In fact, there is a correction to be made, the diameter of the target is 6.6 cm, but I typed 6.5 cm in the text .....ups :stupidcomp:


----------



## BAT (Feb 26, 2015)

Tremoside said:


> Hi BAT,
> 
> It is good to have a nice printed version of this target thanks for the line art my friend! As I remember it is the inner ring's OD (lids) and not the overall OD. It is hard to trace on paper, probably this is why LGD picked that size.

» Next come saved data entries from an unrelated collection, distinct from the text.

//! Process-exclusive advisory lock on the cache root (spec §6 directory
//! layout, §9 "Global state").

use std::fs::File;
use std::path::{Path, PathBuf};

use fs4::fs_std::FileExt;

use crate::error::{CacheError, CacheResult};

pub struct LockFile {
    _file: File,
    path: PathBuf,
}

impl LockFile {
    /// Acquire the `.lock` file under `cache_root`, failing immediately
    /// (rather than blocking) if another process already holds it.
    pub fn acquire(cache_root: impl AsRef<Path>) -> CacheResult<Self> {
        let cache_root = cache_root.as_ref();
        std::fs::create_dir_all(cache_root)?;
        let path = cache_root.join(".lock");
        let file = std::fs::OpenOptions::new()
            .create(true)
            .write(true)
            .open(&path)?;

        file.try_lock_exclusive().map_err(|_| {
            CacheError::Io(std::io::Error::other(format!(
                "cache root already locked by another process: {}",
                path.display()
            )))
        })?;

        Ok(Self { _file: file, path })
    }
}

impl Drop for LockFile {
    fn drop(&mut self) {
        let _ = FileExt::unlock(&self._file);
        let _ = &self.path;
    }
}
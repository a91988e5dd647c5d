//! LRU-based capacity and free-space enforcer (spec §4.5).

use std::path::{Path, PathBuf};
use std::sync::Arc;

use tokio::sync::Mutex;
use tokio_util::sync::CancellationToken;
use tracing::{debug, info, warn};

use crate::error::{CacheError, CacheResult};
use crate::index::CacheIndex;
use crate::metrics::MetricsSink;

/// Total and free bytes on the filesystem backing the cache root.
#[derive(Debug, Clone, Copy, PartialEq, Eq)]
pub struct DiskUsage {
    pub total: u64,
    pub free: u64,
}

pub trait DiskUsageProbe: Send + Sync {
    fn usage(&self) -> CacheResult<DiskUsage>;
}

/// `libc::statvfs`-backed probe, grounded on the pack's storage-engine
/// examples that query filesystem free space directly rather than
/// estimating it from tracked byte counts.
pub struct StatvfsProbe {
    path: PathBuf,
}

impl StatvfsProbe {
    pub fn new(path: impl Into<PathBuf>) -> Self {
        Self { path: path.into() }
    }
}

impl DiskUsageProbe for StatvfsProbe {
    fn usage(&self) -> CacheResult<DiskUsage> {
        use std::os::unix::ffi::OsStrExt;
        let c_path = std::ffi::CString::new(self.path.as_os_str().as_bytes())
            .map_err(|e| CacheError::Io(std::io::Error::other(e)))?;

        let mut stat: libc::statvfs = unsafe { std::mem::zeroed() };
        let rc = unsafe { libc::statvfs(c_path.as_ptr(), &mut stat) };
        if rc != 0 {
            return Err(CacheError::Io(std::io::Error::last_os_error()));
        }

        let block_size = stat.f_frsize as u64;
        Ok(DiskUsage {
            total: block_size * stat.f_blocks as u64,
            free: block_size * stat.f_bavail as u64,
        })
    }
}

#[derive(Debug, Clone, Copy)]
pub struct CleanerConfig {
    pub max_cache_bytes: u64,
    pub min_free_percent: u8,
}

pub struct RunOutcome {
    pub evicted: usize,
    pub usage_after: u64,
}

/// One invocation at a time; the internal mutex makes concurrent callers
/// (periodic timer, FailsafeMonitor, host on-demand) observe a sequential,
/// atomic pass (spec §4.5, "Concurrency").
pub struct Cleaner {
    index: Arc<dyn CacheIndex>,
    disk: Arc<dyn DiskUsageProbe>,
    objects_root: PathBuf,
    config: CleanerConfig,
    run_lock: Mutex<()>,
}

impl Cleaner {
    pub fn new(
        index: Arc<dyn CacheIndex>,
        disk: Arc<dyn DiskUsageProbe>,
        objects_root: impl Into<PathBuf>,
        config: CleanerConfig,
    ) -> Self {
        Self {
            index,
            disk,
            objects_root: objects_root.into(),
            config,
            run_lock: Mutex::new(()),
        }
    }

    /// Run a single pass. `emergency` bounds eviction by free-space
    /// percentage rather than (only) `max_cache_bytes` (spec §4.5 step 3-4).
    pub async fn run_once(
        &self,
        emergency: bool,
        metrics: &dyn MetricsSink,
        cancel: &CancellationToken,
    ) -> CacheResult<RunOutcome> {
        let _guard = self.run_lock.lock().await;

        let metas = self.index.list_lru(0, cancel).await?;
        let mut usage: u64 = metas.iter().map(|m| m.size).sum();

        let disk = self.disk.usage()?;
        let required_free = disk.total * self.config.min_free_percent as u64 / 100;
        let limit = if self.config.max_cache_bytes == 0 {
            u64::MAX
        } else {
            self.config.max_cache_bytes
        };

        let mut free = disk.free;
        let mut evicted = 0usize;

        for meta in metas {
            let capacity_ok = usage <= limit;
            let free_ok = !emergency || free >= required_free;
            if capacity_ok && free_ok {
                break;
            }
            if meta.has_dirty_chunk() {
                debug!(path = %meta.path, "skipping dirty file, not evictable");
                continue;
            }

            self.evict(&meta.path, cancel).await?;
            usage = usage.saturating_sub(meta.size);
            free = free.saturating_add(meta.size);
            metrics.record_eviction(meta.size);
            evicted += 1;
        }

        if emergency {
            let post = self.disk.usage()?;
            if post.free < required_free {
                warn!(free = post.free, required_free, "emergency eviction left free space below threshold");
                return Err(CacheError::FatalCondition(
                    "free space remains below threshold after emergency eviction".to_string(),
                ));
            }
        } else if usage > limit {
            warn!(usage, limit, "cleaner pass could not reduce usage to the configured limit");
            return Err(CacheError::CapacityNotReduced);
        }

        info!(evicted, usage, "cleaner pass complete");
        Ok(RunOutcome {
            evicted,
            usage_after: usage,
        })
    }

    async fn evict(&self, path: &str, cancel: &CancellationToken) -> CacheResult<()> {
        let file_path = crate::container::safe_join(&self.objects_root, path)?;
        match tokio::fs::remove_file(&file_path).await {
            Ok(()) => {}
            Err(e) if e.kind() == std::io::ErrorKind::NotFound => {}
            Err(e) => return Err(CacheError::Io(e)),
        }
        self.index.delete(path, cancel).await?;
        remove_empty_ancestors(&self.objects_root, &file_path).await;
        Ok(())
    }
}

async fn remove_empty_ancestors(root: &Path, file_path: &Path) {
    let mut dir = file_path.parent().map(Path::to_path_buf);
    while let Some(d) = dir {
        if d == *root || !d.starts_with(root) {
            break;
        }
        match tokio::fs::remove_dir(&d).await {
            Ok(()) => dir = d.parent().map(Path::to_path_buf),
            Err(_) => break,
        }
    }
}

#[cfg(test)]
mod tests {
    use super::*;
    use crate::index::SledCacheIndex;
    use crate::metrics::NullMetrics;
    use crate::model::FileMeta;
    use chrono::{Duration as ChronoDuration, Utc};
    use tempfile::TempDir;

    struct FixedDisk(DiskUsage);
    impl DiskUsageProbe for FixedDisk {
        fn usage(&self) -> CacheResult<DiskUsage> {
            Ok(self.0)
        }
    }

    async fn put_file(index: &dyn CacheIndex, root: &Path, path: &str, size: u64, atime_offset_secs: i64) {
        let file_path = crate::container::safe_join(&root.join("objects"), path).unwrap();
        tokio::fs::create_dir_all(file_path.parent().unwrap()).await.unwrap();
        tokio::fs::write(&file_path, vec![0u8; size as usize]).await.unwrap();

        let mut meta = FileMeta::new(path);
        meta.size = size;
        meta.atime_local = Utc::now() + ChronoDuration::seconds(atime_offset_secs);
        index.put(meta, &CancellationToken::new()).await.unwrap();
    }

    #[tokio::test]
    async fn evicts_lru_until_under_limit() {
        let dir = TempDir::new().unwrap();
        let index: Arc<dyn CacheIndex> =
            Arc::new(SledCacheIndex::open(dir.path().join("index.db")).unwrap());
        put_file(index.as_ref(), dir.path(), "a", 40, 0).await;
        put_file(index.as_ref(), dir.path(), "b", 30, 1).await;
        put_file(index.as_ref(), dir.path(), "c", 20, 2).await;

        let disk = Arc::new(FixedDisk(DiskUsage {
            total: 1000,
            free: 900,
        }));
        let cleaner = Cleaner::new(
            index.clone(),
            disk,
            dir.path().join("objects"),
            CleanerConfig {
                max_cache_bytes: 60,
                min_free_percent: 0,
            },
        );

        let outcome = cleaner
            .run_once(false, &NullMetrics, &CancellationToken::new())
            .await
            .unwrap();
        assert_eq!(outcome.evicted, 1);
        assert_eq!(outcome.usage_after, 50);

        let remaining = index.list_lru(0, &CancellationToken::new()).await.unwrap();
        let names: Vec<_> = remaining.iter().map(|m| m.path.clone()).collect();
        assert_eq!(names, vec!["b", "c"]);
    }

    #[tokio::test]
    async fn dirty_file_resists_eviction_and_reports_fatal_in_emergency() {
        let dir = TempDir::new().unwrap();
        let index: Arc<dyn CacheIndex> =
            Arc::new(SledCacheIndex::open(dir.path().join("index.db")).unwrap());

        put_file(index.as_ref(), dir.path(), "dirty", 60, 0).await;
        index
            .update(
                "dirty",
                Box::new(|meta| meta.merge_chunk(0, 60, true)),
                &CancellationToken::new(),
            )
            .await
            .unwrap();
        put_file(index.as_ref(), dir.path(), "clean", 30, 1).await;

        let disk = Arc::new(FixedDisk(DiskUsage {
            total: 100,
            free: 10,
        }));
        let cleaner = Cleaner::new(
            index.clone(),
            disk,
            dir.path().join("objects"),
            CleanerConfig {
                max_cache_bytes: 50,
                min_free_percent: 50,
            },
        );

        let err = cleaner
            .run_once(true, &NullMetrics, &CancellationToken::new())
            .await
            .unwrap_err();
        assert!(matches!(err, CacheError::FatalCondition(_)));

        let remaining = index.list_lru(0, &CancellationToken::new()).await.unwrap();
        assert_eq!(remaining.len(), 1);
        assert_eq!(remaining[0].path, "dirty");
    }

    #[tokio::test]
    async fn concurrent_runs_are_serialized() {
        let dir = TempDir::new().unwrap();
        let index: Arc<dyn CacheIndex> =
            Arc::new(SledCacheIndex::open(dir.path().join("index.db")).unwrap());
        put_file(index.as_ref(), dir.path(), "a", 10, 0).await;

        let disk = Arc::new(FixedDisk(DiskUsage {
            total: 1000,
            free: 900,
        }));
        let cleaner = Arc::new(Cleaner::new(
            index.clone(),
            disk,
            dir.path().join("objects"),
            CleanerConfig {
                max_cache_bytes: 0,
                min_free_percent: 0,
            },
        ));

        let mut handles = Vec::new();
        for _ in 0..4 {
            let cleaner = cleaner.clone();
            handles.push(tokio::spawn(async move {
                cleaner
                    .run_once(false, &NullMetrics, &CancellationToken::new())
                    .await
                    .unwrap();
            }));
        }
        for h in handles {
            h.await.unwrap();
        }
    }
}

If I miss the size I'm sorry, but you know better be safe
> 
> ...


You where right Mark, I just watched the video, and it says that is the inner ring that you use as tue template.

Let me correct the PDF´s!

Cheers


----------



## BAT (Feb 26, 2015)

Ok, I did´t pay attention to the video, I just was reading the rules, my mistake :banghead:

It is the inner ring (Lid) of a soda Can, that has a diameter of 5.4 cm, I changed the bull to 1.5 cm.










So, here are the correct Targets: (If a moderator can please delet the PDF´s from the first post!!)


----------



## BC-Slinger (Jan 6, 2013)

Well thank you Mr.Bat I wish this was posted a few days ago before i got my 5 stars... I could have used this and taken the lazy wrought and printed a bunch instead of hand drawing a bunch lol.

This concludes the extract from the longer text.